MM, they are so amazingly cute. Hard to believe they can be so little. Clive came with us when we drove across canada (he was just a wee baby then) and every morning Id be searching his cage for 10 minutes trying to find him, they are amazingly good at disguising themselves!!
This is my fav photo of him the day we got him





This is one of the pics that hangs on our wall, titles 'jailbird clive'





I just love thier little feet.

Sorry guys, a little off track.... 

Cheers


----------



## $NaKe PiMp (Oct 5, 2007)

euethanaze the exotics,they have no place here in the care of the dodgy dropkicks who keep them
especialy cornsnakes there gay


----------



## Retic (Oct 5, 2007)

Beautiful chameleon Dragoness, I know only too well how hard it is to leave animals behind.


----------



## Jason (Oct 5, 2007)

why did you ask the quesition...out of interest or do you have some for sale and this way yoyu can source out any possible buyers? 
as said they are both as easy as $h!+ to get and iv been offered corns, boas etc countless times and not taken one yet so my answer is no.


----------



## mertle (Oct 5, 2007)

It seems they are both rampant in Sydney, 

Here in SA i haven't heard of any being offered.


----------



## cris (Oct 5, 2007)

Jason said:


> why did you ask the quesition...out of interest or do you have some for sale and this way yoyu can source out any possible buyers?

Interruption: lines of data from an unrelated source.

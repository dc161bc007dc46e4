//! Element interface.

use crate::enumerator::Enumerator;

/// A per-enumerator record held by a container.
///
/// Element families are generic over one `const E: u64` parameter; each
/// instantiation is a distinct type that knows its own enumerator. The derive
/// also gives every element exactly one tag-keyed access, `Index<Tag<E>>`,
/// returning the element itself. Containers answer tag lookups by delegating
/// to that impl, so a tag that no element is keyed on has no candidate.
///
/// ```
/// use cafberiht::{tag, Element, Enumerator};
///
/// #[derive(Clone, Copy, Debug, PartialEq, Eq, Enumerator)]
/// enum Op { Gate, Up, #[enumerator(count)] Count }
///
/// #[derive(Default, Element)]
/// #[element(enumerator = Op)]
/// struct Kernel<const E: u64> {
///     runs: u64,
/// }
///
/// let mut up = Kernel::<1>::default();
/// up[tag!(Op::Up)].runs += 1;
///
/// assert_eq!(Kernel::<1>::ENUMERATOR, Op::Up);
/// assert_eq!(up.enumerator(), Op::Up);
/// assert_eq!(up.runs, 1);
/// ```
///
/// Any other tag is rejected:
///
/// ```compile_fail,E0277
/// # use cafberiht::{tag, Element, Enumerator};
/// # #[derive(Clone, Copy, Debug, PartialEq, Eq, Enumerator)]
/// # enum Op { Gate, Up, #[enumerator(count)] Count }
/// # #[derive(Default, Element)]
/// # #[element(enumerator = Op)]
/// # struct Kernel<const E: u64> { runs: u64 }
/// let up = Kernel::<1>::default();
/// let _ = up[tag!(Op::Gate)].runs;
/// ```
pub trait Element: Default + 'static {
    type Enum: Enumerator;

    /// Numeric identity of the enumerator this element is keyed on.
    const ENUMERATOR_VALUE: u64;
    /// The enumerator this element is keyed on.
    const ENUMERATOR: Self::Enum;

    #[inline]
    fn enumerator(&self) -> Self::Enum {
        Self::ENUMERATOR
    }
}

Its isnt a very good cover is it, good thing there are ppl working for the authorities on this site. Stick to writing mate, dont risk our ecosytem fo your selfishness...


----------



## Twiggz (Oct 5, 2007)

Is there really any need to look at exotics??? I mean seriously Australia has some of the most fascinating species known- i reckon so anyhow.

Those looking at exotics are probably the same idiots cross breeding all the natives......eventually things will end up like the US and "true" bloodlines will be few and far between.

I say stick to the Aussie Fauna!!


----------



## cma_369 (Oct 5, 2007)

mertle said:


> It seems they are both rampant in Sydney,
> 
> Here in SA i haven't heard of any being offered.


Theres "supposedly" a wild colony of corn snakes out this way or something.


----------



## addy (Oct 5, 2007)

No i wouldn't buy them. I imagine the cost would be extremly high. But nor would i turn them in to the authorities. I was once sent a broucher that included an amnesty over the handing in of all exotic reptile species. 

Now i don't own any of course but, i'm not sure i would hand them in if i did happen to have any as the broucher said "all exotic species would be subject to humane Euthanasia".

It's easy to say "your sensitivity is doing damage to our native fauna and could potensially damage our ecosystem". But so is owning a pet cat. And considering a pet cat is much more dangerous than any chemleon and it too is an exotic, puting legal issues aside, i'm sure just about anyone could make sure their pet chameleon doesn't go hunting native lizards and birds at night whist impregnating the next doors cat and producing even more of the pest that would eventually render many of our native species endangered.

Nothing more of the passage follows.